Offering a variety of summer programs, BUTI is dedicated to young artists’ immersion in the discipline and pleasures of making advanced-level music in a bucolic setting. Gifted students from around the United States and nearly a dozen foreign countries share housing, a rehearsal hall, and studios, spread across scenic acreage. Expected to practice five or more hours a day, they also benefit from studying in the orbit of the orchestral world’s leading professionals, from the BSO—14 of whose members are BUTI alumni—to visiting performers.
But ongoing support for BUTI relies on “considerable investments by the University in subsidizing facilities, personnel, and infrastructure costs as part of our commitment to maintaining program excellence,” wrote Morrison. She has charged the advisory committee with reviewing all aspects of BUTI’s programs and activities and assessing the institute’s costs and benefits, providing data on student enrollments and placement after completing the program, operating expenses and revenue, contractual obligations and capital investment issues, and gathering “any other relevant information, then consider those in light of CFA’s and the University’s core academic mission.”
Nicole Hawkes, associate provost for strategic initiatives, will chair the nine-member panel. “The committee is charged with looking closely at all of the data around BUTI’s programs and activities to gain a full appreciation of its operational costs and tangible benefits to the School of Music, to CFA, and to the University,” says Hawkes. “The strength of the committee is in the variety of perspectives represented—some members have connections to BUTI and others have important knowledge and expertise that will help us to understand and evaluate the various information under consideration.
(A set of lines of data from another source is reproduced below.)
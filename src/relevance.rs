//! Relevance engine: hybrid anchor search plus bounded graph expansion
//!
//! Turns a free-text query into a deduplicated, metadata-enriched candidate
//! set. Anchor notes come from keyword search over titles, content, and
//! tags; the candidate set is the anchors plus everything reachable over the
//! wikilink graph (both directions) within the traversal depth.
//!
//! This component only reads. Load or stat failures propagate as hard
//! errors; zero matches is a valid terminal outcome, not an error.

use crate::config::STOPWORDS;
use crate::error::Result;
use crate::types::{CandidateNote, Note};
use crate::utils::text::excerpt;
use crate::vault::{extract_all_tags, NoteStore, SearchIndex};
use std::collections::{BTreeSet, HashMap, HashSet};
use std::path::PathBuf;
use std::sync::Arc;
use tracing::debug;

/// Maximum characters of content used for a derived snippet
const SNIPPET_CHARS: usize = 200;

/// Finds notes relevant to a prep query
pub struct RelevanceEngine<V> {
    vault: Arc<V>,
    max_candidates: usize,
}

impl<V: NoteStore + SearchIndex> RelevanceEngine<V> {
    pub fn new(vault: Arc<V>, max_candidates: usize) -> Self {
        Self {
            vault,
            max_candidates,
        }
    }

    /// Find anchor notes via keyword search
    ///
    /// Searches title and content for the full query, then title, content,
    /// and tags for each lowercase non-stopword word. Hits are deduplicated
    /// by path in first-seen order, matching the order the searches were
    /// issued.
    pub fn find_anchor_notes(&self, query: &str) -> Result<Vec<Note>> {
        fn absorb(hits: Vec<Note>, anchors: &mut Vec<Note>, seen: &mut HashSet<PathBuf>) {
            for note in hits {
                if seen.insert(note.path.clone()) {
                    anchors.push(note);
                }
            }
        }

        let mut seen: HashSet<PathBuf> = HashSet::new();
        let mut anchors: Vec<Note> = Vec::new();

        absorb(self.vault.search_by_title(query)?, &mut anchors, &mut seen);
        absorb(self.vault.search_content(query)?, &mut anchors, &mut seen);

        for word in query.to_lowercase().split_whitespace() {
            if STOPWORDS.contains(&word) {
                continue;
            }
            absorb(self.vault.search_by_title(word)?, &mut anchors, &mut seen);
            absorb(self.vault.search_content(word)?, &mut anchors, &mut seen);
            absorb(self.vault.search_by_tag(word)?, &mut anchors, &mut seen);
        }

        Ok(anchors)
    }

    /// Find all notes relevant to `query`
    ///
    /// Returns at most the configured maximum number of candidates. Zero
    /// anchors yields an empty vec.
    pub fn find_relevant_notes(
        &self,
        query: &str,
        traversal_depth: usize,
    ) -> Result<Vec<CandidateNote>> {
        let anchors = self.find_anchor_notes(query)?;
        debug!("Found {} anchor notes for '{}'", anchors.len(), query);

        if anchors.is_empty() {
            return Ok(Vec::new());
        }

        // Expand over the link graph; order stops mattering here, so the
        // union is just a set of paths
        let mut connected: BTreeSet<PathBuf> = BTreeSet::new();
        for anchor in &anchors {
            connected.insert(anchor.path.clone());
            connected.extend(self.vault.traverse(&anchor.path, traversal_depth, true)?);
        }
        debug!("Graph expansion reached {} notes", connected.len());

        // Anchors are already loaded; reuse them instead of reloading
        let loaded: HashMap<&PathBuf, &Note> =
            anchors.iter().map(|note| (&note.path, note)).collect();

        let mut candidates = Vec::new();
        for path in connected {
            if candidates.len() >= self.max_candidates {
                break;
            }

            let note = match loaded.get(&path) {
                Some(note) => (*note).clone(),
                None => self.vault.load(&path)?,
            };

            let tags = extract_all_tags(&note);
            let category = frontmatter_str(&note, "type")
                .or_else(|| frontmatter_str(&note, "category"));
            let snippet = frontmatter_str(&note, "summary")
                .unwrap_or_else(|| excerpt(&note.content, SNIPPET_CHARS));
            let modified_at = self.vault.modified_at(&path)?;

            candidates.push(CandidateNote {
                title: note.title,
                path,
                tags,
                category,
                snippet,
                modified_at,
            });
        }

        debug!("Materialized {} candidates", candidates.len());
        Ok(candidates)
    }
}

/// Non-empty string value of a frontmatter key
fn frontmatter_str(note: &Note, key: &str) -> Option<String> {
    note.frontmatter
        .get(key)
        .and_then(|value| value.as_str())
        .map(str::trim)
        .filter(|s| !s.is_empty())
        .map(String::from)
}
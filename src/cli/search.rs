//! `vaultprep search` — keyword search across titles, content, and tags

use crate::cli::print_matches;
use crate::config::STOPWORDS;
use crate::error::Result;
use crate::types::{MatchKind, Note, SearchMatch};
use crate::vault::{extract_all_tags, FsVault, NoteStore, SearchIndex};
use std::collections::HashSet;
use std::path::{Path, PathBuf};

pub fn run(vault_dir: &Path, query: &str, json: bool) -> Result<()> {
    let vault = FsVault::open(vault_dir)?;

    let words: Vec<String> = query
        .to_lowercase()
        .split_whitespace()
        .filter(|word| !STOPWORDS.contains(word))
        .map(String::from)
        .collect();

    let mut seen: HashSet<PathBuf> = HashSet::new();
    let mut matches: Vec<SearchMatch> = Vec::new();

    let mut absorb = |hits: Vec<Note>, kind: MatchKind| {
        for note in hits {
            if seen.insert(note.path.clone()) {
                matches.push(to_match(&vault, note, kind));
            }
        }
    };

    // Full query first, then individual words, per index
    absorb(vault.search_by_title(query)?, MatchKind::Title);
    for word in &words {
        absorb(vault.search_by_title(word)?, MatchKind::Title);
    }

    absorb(vault.search_content(query)?, MatchKind::Content);
    for word in &words {
        absorb(vault.search_content(word)?, MatchKind::Content);
    }

    for word in &words {
        absorb(vault.search_by_tag(word)?, MatchKind::Tag);
    }

    print_matches(&matches, json)
}

fn to_match(vault: &FsVault, note: Note, kind: MatchKind) -> SearchMatch {
    let tags = extract_all_tags(&note);
    let modified_at = vault.modified_at(&note.path).unwrap_or(note.modified_at);
    SearchMatch {
        path: note.path,
        title: note.title,
        tags,
        modified_at,
        match_kind: kind,
        distance: None,
    }
}
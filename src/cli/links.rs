//! `vaultprep links` — notes connected via wikilinks and backlinks

use crate::cli::print_matches;
use crate::error::Result;
use crate::types::{MatchKind, SearchMatch};
use crate::vault::{extract_all_tags, FsVault, NoteStore};
use std::path::Path;

pub fn run(vault_dir: &Path, note: &Path, depth: usize, json: bool) -> Result<()> {
    let vault = FsVault::open(vault_dir)?;

    // Fail early with NoteNotFound rather than an empty listing
    let anchor = vault.load(note)?;

    let distances = vault.hop_distances(&[anchor.path.clone()], depth, true);

    let mut matches: Vec<SearchMatch> = Vec::new();
    for (path, distance) in distances {
        if distance == 0 {
            continue;
        }
        let connected = vault.load(&path)?;
        let tags = extract_all_tags(&connected);
        let modified_at = vault.modified_at(&path).unwrap_or(connected.modified_at);
        matches.push(SearchMatch {
            path,
            title: connected.title,
            tags,
            modified_at,
            match_kind: MatchKind::Link,
            distance: Some(distance),
        });
    }

    // Nearest first
    matches.sort_by_key(|m| m.distance.unwrap_or(usize::MAX));

    print_matches(&matches, json)
}
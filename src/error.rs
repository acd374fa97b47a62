//! Error types for the vaultprep brief compiler
//!
//! This module provides structured error definitions using thiserror, with
//! anyhow used for ad-hoc error propagation at the edges.
//!
//! Two failure classes matter to callers: vault access failures propagate
//! uncaught out of the relevance engine, while completion failures are
//! absorbed by the ranking fallback and never surface. Empty results are
//! not errors anywhere in the pipeline.

use std::path::PathBuf;
use thiserror::Error;

/// Main error type for vaultprep operations
#[derive(Error, Debug)]
pub enum PrepError {
    /// Vault could not be opened or read
    #[error("Vault access error: {0}")]
    VaultAccess(String),

    /// Note does not exist in the vault
    #[error("Note not found: {}", .0.display())]
    NoteNotFound(PathBuf),

    /// Completion API request failed or returned a malformed response
    #[error("Completion error: {0}")]
    Completion(String),

    /// Configuration error
    #[error("Configuration error: {0}")]
    Config(#[from] config::ConfigError),

    /// I/O error
    #[error("I/O error: {0}")]
    Io(#[from] std::io::Error),

    /// Frontmatter could not be parsed
    #[error("Frontmatter error: {0}")]
    Frontmatter(#[from] serde_yaml::Error),

    /// JSON serialization error
    #[error("Serialization error: {0}")]
    Serialization(#[from] serde_json::Error),

    /// HTTP request error
    #[error("HTTP error: {0}")]
    Http(#[from] reqwest::Error),

    /// Generic error with context
    #[error("{0}")]
    Other(String),
}

/// Result type alias for vaultprep operations
pub type Result<T> = std::result::Result<T, PrepError>;

/// Convert anyhow::Error to PrepError
impl From<anyhow::Error> for PrepError {
    fn from(err: anyhow::Error) -> Self {
        PrepError::Other(err.to_string())
    }
}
We aim to develop a thorough understanding of the program and its relationship to BU’s academic mission in order to deliver a thoughtful recommendation on BUTI’s long term future.”
The other committee members are Lynne Allen, director of the School of Visual Arts, John Amend, CFA assistant dean for administration and finance, Michelle Consalvo, assistant vice president for government and community affairs, Richard Cornell, ad interim director of the School of Music, Sharon Daniels, a CFA associate professor of music, opera, and voice, Michael DiFabio, associate vice president, property acquisition, Derek Howe, vice president for budget and capital planning, and David Kopp, a CFA associate professor of music, composition, and theory, and associate director for academic affairs.
“This is not an easy task,” says Morrison. “BUTI has provided important musical experiences for many participants over its nearly 50-year history.”